*** Opening DATA EXCERPTS ***

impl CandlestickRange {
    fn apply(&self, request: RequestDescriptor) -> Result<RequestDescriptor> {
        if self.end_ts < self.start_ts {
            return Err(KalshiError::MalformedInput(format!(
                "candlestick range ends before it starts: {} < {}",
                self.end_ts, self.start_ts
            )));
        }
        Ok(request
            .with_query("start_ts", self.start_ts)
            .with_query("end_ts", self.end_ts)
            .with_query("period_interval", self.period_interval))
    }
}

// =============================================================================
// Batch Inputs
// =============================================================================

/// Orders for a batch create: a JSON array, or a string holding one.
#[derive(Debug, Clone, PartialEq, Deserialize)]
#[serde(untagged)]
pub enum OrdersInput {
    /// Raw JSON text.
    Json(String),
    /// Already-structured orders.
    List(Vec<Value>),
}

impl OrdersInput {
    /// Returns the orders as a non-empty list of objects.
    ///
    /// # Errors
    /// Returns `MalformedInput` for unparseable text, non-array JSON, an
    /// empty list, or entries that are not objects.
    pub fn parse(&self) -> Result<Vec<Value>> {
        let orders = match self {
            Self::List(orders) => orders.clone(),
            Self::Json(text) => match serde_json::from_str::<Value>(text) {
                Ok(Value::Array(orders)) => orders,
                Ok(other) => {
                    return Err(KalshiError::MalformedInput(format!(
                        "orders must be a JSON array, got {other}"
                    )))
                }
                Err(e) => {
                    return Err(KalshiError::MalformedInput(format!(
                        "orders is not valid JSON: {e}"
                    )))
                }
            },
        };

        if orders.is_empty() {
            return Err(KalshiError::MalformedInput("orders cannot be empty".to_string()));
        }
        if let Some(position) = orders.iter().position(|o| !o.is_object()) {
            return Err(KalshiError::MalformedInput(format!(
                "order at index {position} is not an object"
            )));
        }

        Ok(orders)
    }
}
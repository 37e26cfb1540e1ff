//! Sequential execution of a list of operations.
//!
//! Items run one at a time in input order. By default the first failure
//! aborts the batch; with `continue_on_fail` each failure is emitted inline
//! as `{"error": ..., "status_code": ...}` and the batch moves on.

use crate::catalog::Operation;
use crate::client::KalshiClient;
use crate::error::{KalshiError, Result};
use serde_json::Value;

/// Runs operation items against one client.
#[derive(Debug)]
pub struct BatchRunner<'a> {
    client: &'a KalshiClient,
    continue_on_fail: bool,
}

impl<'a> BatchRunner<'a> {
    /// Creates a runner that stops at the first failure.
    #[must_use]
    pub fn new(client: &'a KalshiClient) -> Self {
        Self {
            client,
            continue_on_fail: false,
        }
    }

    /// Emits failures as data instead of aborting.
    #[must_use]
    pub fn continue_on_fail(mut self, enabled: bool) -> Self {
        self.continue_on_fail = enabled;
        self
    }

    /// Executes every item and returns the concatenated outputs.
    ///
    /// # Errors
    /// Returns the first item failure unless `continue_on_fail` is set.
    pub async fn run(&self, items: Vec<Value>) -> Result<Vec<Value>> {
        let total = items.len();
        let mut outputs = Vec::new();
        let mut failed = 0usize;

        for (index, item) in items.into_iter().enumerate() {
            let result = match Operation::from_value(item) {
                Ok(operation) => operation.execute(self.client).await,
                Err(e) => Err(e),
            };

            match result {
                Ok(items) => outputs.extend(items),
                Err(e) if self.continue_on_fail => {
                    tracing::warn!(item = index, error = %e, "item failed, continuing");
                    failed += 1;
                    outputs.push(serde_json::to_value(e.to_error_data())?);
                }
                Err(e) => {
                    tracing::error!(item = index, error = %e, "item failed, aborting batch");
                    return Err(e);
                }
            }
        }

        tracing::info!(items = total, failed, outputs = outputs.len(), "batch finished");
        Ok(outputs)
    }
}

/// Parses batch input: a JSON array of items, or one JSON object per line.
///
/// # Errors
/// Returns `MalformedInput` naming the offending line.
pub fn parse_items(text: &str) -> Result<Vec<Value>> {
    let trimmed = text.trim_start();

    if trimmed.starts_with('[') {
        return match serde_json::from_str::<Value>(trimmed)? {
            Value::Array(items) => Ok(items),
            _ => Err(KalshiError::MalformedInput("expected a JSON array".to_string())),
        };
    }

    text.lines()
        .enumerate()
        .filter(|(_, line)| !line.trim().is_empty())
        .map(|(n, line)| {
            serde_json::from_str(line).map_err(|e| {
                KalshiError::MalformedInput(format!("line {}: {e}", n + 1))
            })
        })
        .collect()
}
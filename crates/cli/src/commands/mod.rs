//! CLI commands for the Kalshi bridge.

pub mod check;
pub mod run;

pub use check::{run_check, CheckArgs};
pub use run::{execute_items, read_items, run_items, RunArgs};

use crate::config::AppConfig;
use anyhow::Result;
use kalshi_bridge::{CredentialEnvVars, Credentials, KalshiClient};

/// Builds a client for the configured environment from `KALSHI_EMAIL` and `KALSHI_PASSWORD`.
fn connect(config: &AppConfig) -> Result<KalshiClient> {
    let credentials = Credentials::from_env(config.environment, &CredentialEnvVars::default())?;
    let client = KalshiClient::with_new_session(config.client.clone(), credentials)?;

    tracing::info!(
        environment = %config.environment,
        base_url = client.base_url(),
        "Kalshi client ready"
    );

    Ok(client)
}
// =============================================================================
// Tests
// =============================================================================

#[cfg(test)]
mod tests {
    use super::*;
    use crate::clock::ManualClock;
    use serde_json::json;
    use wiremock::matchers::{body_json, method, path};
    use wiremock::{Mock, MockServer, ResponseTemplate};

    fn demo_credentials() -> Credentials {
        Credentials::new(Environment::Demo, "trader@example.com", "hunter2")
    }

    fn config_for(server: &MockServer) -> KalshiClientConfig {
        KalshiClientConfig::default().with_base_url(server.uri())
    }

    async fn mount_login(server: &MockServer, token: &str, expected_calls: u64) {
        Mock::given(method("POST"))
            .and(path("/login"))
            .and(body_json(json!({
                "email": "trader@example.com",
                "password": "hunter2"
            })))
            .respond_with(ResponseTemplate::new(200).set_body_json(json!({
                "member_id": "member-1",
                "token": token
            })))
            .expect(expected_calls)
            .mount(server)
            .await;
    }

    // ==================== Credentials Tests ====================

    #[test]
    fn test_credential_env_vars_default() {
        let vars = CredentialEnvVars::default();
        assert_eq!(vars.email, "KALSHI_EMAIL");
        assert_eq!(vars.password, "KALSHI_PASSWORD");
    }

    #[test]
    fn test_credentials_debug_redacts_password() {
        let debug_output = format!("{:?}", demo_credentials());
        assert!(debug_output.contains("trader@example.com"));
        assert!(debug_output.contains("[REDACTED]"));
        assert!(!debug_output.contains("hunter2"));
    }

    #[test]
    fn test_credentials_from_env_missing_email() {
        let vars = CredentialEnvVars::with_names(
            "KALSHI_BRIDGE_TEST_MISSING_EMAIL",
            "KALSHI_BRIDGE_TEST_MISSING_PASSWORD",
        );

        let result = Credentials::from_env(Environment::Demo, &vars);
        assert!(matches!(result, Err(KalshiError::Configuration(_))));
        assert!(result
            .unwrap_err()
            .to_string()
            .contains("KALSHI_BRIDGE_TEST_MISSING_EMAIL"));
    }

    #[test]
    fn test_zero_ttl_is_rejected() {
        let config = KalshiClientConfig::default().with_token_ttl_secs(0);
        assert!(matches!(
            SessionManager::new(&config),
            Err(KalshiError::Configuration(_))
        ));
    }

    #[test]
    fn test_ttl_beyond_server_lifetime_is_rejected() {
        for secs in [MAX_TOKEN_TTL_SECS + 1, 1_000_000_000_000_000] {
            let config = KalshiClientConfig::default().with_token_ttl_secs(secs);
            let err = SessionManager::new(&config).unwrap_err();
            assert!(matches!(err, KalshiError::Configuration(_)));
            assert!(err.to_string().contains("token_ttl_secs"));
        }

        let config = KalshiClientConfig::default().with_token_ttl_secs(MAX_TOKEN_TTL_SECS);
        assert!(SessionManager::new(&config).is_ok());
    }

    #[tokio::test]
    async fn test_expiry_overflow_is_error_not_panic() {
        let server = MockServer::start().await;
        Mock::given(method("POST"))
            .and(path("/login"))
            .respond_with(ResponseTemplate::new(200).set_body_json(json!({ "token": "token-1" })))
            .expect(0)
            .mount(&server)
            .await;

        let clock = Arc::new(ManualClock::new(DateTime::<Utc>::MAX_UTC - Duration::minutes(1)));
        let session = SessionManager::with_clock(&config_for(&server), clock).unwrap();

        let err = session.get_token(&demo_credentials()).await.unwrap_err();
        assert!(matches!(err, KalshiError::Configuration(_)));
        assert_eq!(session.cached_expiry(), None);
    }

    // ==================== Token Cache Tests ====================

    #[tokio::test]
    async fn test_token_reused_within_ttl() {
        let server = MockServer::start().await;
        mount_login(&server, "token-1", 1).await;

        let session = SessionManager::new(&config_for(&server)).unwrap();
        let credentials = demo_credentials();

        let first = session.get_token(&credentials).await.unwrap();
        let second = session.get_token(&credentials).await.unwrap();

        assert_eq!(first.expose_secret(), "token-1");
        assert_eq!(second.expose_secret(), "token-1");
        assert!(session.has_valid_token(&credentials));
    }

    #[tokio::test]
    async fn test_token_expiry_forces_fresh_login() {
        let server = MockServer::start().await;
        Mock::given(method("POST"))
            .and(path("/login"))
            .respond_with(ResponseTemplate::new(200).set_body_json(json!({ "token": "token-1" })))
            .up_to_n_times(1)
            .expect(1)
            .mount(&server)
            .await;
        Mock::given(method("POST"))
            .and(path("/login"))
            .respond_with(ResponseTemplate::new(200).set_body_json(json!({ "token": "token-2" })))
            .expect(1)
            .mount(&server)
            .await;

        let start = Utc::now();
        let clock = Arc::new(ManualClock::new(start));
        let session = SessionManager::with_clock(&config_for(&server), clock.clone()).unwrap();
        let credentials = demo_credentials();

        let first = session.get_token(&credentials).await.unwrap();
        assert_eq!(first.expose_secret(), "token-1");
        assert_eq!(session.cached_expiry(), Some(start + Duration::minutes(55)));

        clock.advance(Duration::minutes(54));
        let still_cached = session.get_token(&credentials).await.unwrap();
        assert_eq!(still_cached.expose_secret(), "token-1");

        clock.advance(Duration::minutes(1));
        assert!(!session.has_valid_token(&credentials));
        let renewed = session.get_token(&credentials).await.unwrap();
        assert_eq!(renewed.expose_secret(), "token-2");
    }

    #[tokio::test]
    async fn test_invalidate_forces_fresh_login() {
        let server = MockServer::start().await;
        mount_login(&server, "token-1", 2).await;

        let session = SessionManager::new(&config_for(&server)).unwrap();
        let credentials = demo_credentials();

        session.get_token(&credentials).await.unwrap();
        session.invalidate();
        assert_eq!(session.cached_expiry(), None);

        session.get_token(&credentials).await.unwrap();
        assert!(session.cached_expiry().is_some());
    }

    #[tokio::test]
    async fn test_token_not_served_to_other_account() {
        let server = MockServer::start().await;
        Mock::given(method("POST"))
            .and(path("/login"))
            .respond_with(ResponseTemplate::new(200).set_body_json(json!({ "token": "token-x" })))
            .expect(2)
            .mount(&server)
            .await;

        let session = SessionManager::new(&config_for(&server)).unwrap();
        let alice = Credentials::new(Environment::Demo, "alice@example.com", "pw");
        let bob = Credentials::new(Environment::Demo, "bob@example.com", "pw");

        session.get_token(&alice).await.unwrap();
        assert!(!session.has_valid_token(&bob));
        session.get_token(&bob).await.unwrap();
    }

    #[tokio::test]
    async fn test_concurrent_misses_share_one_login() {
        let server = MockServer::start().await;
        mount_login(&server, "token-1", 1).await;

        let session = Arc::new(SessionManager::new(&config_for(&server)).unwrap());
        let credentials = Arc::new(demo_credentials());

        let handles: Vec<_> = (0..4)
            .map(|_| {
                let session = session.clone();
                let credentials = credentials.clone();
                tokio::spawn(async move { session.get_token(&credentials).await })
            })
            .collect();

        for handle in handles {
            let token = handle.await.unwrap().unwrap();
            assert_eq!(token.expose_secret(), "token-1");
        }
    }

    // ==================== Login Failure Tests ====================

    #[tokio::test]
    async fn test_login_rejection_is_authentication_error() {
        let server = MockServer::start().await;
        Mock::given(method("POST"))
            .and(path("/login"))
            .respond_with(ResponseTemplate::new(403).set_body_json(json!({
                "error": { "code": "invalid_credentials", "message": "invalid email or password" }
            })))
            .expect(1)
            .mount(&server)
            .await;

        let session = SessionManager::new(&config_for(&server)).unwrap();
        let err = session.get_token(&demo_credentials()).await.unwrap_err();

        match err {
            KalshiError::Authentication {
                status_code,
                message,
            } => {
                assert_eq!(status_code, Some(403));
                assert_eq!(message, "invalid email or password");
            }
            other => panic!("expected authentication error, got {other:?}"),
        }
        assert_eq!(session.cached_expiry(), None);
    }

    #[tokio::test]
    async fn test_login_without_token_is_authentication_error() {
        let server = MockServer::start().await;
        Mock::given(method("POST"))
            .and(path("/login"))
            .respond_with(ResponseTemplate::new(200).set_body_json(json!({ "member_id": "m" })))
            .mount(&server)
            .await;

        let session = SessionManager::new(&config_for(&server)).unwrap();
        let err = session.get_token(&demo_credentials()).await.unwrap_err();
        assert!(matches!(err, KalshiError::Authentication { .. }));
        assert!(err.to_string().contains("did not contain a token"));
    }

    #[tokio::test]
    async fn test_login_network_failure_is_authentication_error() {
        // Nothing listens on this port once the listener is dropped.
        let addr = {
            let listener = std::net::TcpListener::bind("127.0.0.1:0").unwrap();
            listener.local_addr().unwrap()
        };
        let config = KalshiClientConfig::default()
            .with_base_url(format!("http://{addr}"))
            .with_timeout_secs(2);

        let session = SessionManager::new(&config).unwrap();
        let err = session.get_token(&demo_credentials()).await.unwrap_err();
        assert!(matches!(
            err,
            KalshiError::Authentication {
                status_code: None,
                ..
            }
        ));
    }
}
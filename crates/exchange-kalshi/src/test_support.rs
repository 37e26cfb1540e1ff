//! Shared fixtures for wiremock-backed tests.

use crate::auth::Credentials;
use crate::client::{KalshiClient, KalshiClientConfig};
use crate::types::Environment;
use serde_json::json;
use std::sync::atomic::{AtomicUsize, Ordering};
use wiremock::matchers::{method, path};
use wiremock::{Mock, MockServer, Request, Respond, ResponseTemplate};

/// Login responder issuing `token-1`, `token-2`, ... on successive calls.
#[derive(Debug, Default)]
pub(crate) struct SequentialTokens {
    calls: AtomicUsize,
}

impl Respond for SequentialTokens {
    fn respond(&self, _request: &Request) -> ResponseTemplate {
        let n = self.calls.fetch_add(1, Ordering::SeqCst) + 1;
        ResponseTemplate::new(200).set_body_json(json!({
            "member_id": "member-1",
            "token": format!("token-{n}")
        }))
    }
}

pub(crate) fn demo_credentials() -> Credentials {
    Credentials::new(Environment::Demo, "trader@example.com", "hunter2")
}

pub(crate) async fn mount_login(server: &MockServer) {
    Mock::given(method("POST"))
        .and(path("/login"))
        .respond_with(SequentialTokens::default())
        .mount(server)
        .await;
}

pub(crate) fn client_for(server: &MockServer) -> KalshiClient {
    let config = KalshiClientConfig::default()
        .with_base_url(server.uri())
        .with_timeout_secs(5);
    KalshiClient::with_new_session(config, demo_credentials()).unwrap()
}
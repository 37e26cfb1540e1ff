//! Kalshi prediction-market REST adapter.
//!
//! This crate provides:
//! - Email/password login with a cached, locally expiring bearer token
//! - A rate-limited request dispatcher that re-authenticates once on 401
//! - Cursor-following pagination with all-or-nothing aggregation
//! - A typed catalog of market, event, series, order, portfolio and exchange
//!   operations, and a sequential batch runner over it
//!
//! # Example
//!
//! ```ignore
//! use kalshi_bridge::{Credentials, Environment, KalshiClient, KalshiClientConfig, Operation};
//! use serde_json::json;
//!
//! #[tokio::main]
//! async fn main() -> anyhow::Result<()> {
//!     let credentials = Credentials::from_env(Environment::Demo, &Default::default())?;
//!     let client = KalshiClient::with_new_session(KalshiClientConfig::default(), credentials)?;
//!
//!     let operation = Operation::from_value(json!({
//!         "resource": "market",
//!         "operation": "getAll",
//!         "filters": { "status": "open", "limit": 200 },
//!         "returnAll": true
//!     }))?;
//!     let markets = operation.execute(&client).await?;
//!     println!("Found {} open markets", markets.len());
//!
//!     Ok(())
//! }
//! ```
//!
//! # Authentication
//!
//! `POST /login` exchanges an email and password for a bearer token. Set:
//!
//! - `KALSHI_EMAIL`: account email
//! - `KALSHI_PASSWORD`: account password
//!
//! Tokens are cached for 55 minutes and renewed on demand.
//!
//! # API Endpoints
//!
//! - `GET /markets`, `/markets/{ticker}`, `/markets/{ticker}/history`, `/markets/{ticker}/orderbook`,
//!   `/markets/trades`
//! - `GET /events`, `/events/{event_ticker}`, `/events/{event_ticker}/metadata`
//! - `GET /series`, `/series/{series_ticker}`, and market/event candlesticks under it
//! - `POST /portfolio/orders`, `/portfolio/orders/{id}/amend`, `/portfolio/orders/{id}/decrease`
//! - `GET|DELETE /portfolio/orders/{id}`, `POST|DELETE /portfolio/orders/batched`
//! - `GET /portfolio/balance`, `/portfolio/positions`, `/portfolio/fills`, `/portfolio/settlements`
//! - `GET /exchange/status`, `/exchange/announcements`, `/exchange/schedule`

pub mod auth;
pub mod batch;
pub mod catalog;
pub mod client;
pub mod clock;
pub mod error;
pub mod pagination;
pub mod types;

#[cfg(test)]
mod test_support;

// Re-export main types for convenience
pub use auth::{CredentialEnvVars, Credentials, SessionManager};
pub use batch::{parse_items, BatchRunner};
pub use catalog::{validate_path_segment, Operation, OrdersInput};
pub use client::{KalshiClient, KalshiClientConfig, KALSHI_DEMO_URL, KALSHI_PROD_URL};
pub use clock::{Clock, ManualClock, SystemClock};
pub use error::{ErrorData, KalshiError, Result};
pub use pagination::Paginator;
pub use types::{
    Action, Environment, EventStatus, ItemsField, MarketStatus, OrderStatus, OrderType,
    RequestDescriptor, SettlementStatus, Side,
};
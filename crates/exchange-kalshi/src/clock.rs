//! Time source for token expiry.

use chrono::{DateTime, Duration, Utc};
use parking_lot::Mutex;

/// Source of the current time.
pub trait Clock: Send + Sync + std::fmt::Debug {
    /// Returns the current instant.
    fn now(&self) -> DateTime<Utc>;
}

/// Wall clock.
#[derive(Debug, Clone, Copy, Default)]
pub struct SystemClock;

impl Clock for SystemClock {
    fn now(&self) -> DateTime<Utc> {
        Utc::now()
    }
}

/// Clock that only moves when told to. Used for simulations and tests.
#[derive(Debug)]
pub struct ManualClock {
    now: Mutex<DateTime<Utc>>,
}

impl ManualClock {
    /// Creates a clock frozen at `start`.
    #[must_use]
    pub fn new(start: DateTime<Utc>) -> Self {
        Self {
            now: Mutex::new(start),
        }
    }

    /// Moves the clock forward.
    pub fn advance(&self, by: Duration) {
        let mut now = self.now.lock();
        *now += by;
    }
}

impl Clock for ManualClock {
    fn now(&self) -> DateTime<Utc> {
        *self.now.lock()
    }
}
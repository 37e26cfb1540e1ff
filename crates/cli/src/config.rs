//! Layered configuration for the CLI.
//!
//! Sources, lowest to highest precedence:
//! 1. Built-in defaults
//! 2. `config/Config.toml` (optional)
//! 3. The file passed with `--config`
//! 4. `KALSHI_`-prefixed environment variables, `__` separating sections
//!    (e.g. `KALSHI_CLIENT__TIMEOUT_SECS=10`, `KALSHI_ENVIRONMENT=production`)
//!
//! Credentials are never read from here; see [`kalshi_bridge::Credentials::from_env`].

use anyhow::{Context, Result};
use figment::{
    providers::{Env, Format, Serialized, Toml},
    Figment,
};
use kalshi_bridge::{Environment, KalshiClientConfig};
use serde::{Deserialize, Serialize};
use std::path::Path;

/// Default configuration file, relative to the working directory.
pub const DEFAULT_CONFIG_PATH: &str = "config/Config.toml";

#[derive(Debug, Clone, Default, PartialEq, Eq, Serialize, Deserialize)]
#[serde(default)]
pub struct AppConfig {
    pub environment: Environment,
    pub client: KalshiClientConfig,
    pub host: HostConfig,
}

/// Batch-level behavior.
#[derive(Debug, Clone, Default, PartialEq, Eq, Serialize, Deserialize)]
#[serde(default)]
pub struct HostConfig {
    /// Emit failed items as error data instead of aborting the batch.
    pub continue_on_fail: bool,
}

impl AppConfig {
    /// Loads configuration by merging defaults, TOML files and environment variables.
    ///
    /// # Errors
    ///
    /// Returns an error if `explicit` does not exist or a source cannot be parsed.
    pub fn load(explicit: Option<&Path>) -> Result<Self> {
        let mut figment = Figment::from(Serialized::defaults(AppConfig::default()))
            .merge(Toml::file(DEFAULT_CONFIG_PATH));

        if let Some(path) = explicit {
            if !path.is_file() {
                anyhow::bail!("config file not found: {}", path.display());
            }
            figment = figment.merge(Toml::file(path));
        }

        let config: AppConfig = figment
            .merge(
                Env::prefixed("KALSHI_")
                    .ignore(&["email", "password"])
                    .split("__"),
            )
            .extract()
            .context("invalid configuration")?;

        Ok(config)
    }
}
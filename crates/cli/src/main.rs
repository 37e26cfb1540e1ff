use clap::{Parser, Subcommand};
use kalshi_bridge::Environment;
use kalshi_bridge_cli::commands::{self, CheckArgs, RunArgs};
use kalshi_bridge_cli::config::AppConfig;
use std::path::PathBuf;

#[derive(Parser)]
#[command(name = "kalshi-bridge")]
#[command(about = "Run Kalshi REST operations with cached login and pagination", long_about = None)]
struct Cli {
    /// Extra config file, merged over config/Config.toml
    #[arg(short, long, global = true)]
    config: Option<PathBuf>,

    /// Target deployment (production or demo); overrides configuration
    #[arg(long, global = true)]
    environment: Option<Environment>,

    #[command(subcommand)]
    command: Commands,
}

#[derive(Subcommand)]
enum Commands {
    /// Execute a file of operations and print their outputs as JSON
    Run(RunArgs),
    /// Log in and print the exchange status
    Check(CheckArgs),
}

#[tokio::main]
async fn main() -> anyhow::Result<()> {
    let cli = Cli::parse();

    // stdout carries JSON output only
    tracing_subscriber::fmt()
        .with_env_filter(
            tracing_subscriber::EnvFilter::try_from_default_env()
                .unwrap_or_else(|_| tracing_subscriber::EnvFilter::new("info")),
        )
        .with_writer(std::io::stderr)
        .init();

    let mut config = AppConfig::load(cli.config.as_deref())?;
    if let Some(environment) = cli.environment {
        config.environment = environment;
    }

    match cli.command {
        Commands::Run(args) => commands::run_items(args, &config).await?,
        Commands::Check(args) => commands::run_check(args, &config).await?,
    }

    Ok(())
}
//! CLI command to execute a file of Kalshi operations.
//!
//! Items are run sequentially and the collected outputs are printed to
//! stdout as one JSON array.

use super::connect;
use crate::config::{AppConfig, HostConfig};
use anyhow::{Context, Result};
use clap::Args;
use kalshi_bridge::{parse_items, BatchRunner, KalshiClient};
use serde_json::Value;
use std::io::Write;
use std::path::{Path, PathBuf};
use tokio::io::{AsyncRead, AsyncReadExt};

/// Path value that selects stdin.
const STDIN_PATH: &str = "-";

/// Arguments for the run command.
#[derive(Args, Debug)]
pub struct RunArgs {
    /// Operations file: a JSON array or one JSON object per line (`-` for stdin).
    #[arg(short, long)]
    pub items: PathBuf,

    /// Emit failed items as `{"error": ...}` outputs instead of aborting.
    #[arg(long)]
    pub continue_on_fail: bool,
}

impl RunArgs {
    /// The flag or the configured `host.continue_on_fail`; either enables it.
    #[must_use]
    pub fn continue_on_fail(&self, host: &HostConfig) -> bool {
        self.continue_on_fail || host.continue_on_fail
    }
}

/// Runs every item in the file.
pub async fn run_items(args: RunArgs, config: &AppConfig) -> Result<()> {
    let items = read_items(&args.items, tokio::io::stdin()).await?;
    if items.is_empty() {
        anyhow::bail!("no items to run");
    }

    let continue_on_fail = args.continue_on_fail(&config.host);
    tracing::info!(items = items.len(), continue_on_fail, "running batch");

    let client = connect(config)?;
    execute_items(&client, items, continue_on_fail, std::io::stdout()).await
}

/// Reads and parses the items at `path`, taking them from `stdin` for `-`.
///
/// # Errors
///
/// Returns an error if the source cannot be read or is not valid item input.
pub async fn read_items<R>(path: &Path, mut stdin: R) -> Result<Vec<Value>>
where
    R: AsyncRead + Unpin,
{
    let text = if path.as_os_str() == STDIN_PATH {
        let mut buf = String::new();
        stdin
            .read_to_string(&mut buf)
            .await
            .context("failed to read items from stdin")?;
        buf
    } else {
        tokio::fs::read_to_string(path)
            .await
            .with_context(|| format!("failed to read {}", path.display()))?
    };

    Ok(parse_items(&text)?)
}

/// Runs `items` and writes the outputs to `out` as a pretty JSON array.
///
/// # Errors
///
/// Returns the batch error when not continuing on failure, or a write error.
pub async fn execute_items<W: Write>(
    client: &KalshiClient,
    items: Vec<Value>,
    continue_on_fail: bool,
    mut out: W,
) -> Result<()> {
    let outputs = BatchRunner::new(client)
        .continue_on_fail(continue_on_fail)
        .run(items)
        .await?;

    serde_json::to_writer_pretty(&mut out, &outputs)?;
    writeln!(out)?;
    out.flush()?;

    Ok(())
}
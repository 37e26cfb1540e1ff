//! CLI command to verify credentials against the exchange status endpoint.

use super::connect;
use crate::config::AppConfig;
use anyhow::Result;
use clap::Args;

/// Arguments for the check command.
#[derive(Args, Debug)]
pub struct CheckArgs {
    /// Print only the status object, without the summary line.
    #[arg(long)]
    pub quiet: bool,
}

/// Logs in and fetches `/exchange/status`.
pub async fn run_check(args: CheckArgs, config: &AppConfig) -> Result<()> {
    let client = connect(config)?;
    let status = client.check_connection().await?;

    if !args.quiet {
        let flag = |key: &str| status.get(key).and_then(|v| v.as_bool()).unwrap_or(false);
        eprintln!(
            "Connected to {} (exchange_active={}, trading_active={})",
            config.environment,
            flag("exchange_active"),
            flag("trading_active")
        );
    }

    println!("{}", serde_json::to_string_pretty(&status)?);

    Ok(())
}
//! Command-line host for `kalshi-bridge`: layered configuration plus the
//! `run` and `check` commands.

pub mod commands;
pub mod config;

*** Closing DATA EXCERPTS ***

Could you please copy the lines above exactly, beginning at the first and ending at the line that contains "if let Some(position)"?

(RESPONSE BELOW)
impl CandlestickRange {
    fn apply(&self, request: RequestDescriptor) -> Result<RequestDescriptor> {
        if self.end_ts < self.start_ts {
            return Err(KalshiError::MalformedInput(format!(
                "candlestick range ends before it starts: {} < {}",
                self.end_ts, self.start_ts
            )));
        }
        Ok(request
            .with_query("start_ts", self.start_ts)
            .with_query("end_ts", self.end_ts)
            .with_query("period_interval", self.period_interval))
    }
}

// =============================================================================
// Batch Inputs
// =============================================================================

/// Orders for a batch create: a JSON array, or a string holding one.
#[derive(Debug, Clone, PartialEq, Deserialize)]
#[serde(untagged)]
pub enum OrdersInput {
    /// Raw JSON text.
    Json(String),
    /// Already-structured orders.
    List(Vec<Value>),
}

impl OrdersInput {
    /// Returns the orders as a non-empty list of objects.
    ///
    /// # Errors
    /// Returns `MalformedInput` for unparseable text, non-array JSON, an
    /// empty list, or entries that are not objects.
    pub fn parse(&self) -> Result<Vec<Value>> {
        let orders = match self {
            Self::List(orders) => orders.clone(),
            Self::Json(text) => match serde_json::from_str::<Value>(text) {
                Ok(Value::Array(orders)) => orders,
                Ok(other) => {
                    return Err(KalshiError::MalformedInput(format!(
                        "orders must be a JSON array, got {other}"
                    )))
                }
                Err(e) => {
                    return Err(KalshiError::MalformedInput(format!(
                        "orders is not valid JSON: {e}"
                    )))
                }
            },
        };

        if orders.is_empty() {
            return Err(KalshiError::MalformedInput("orders cannot be empty".to_string()));
        }
        if let Some(position) = orders.iter().position(|o| !o.is_object()) {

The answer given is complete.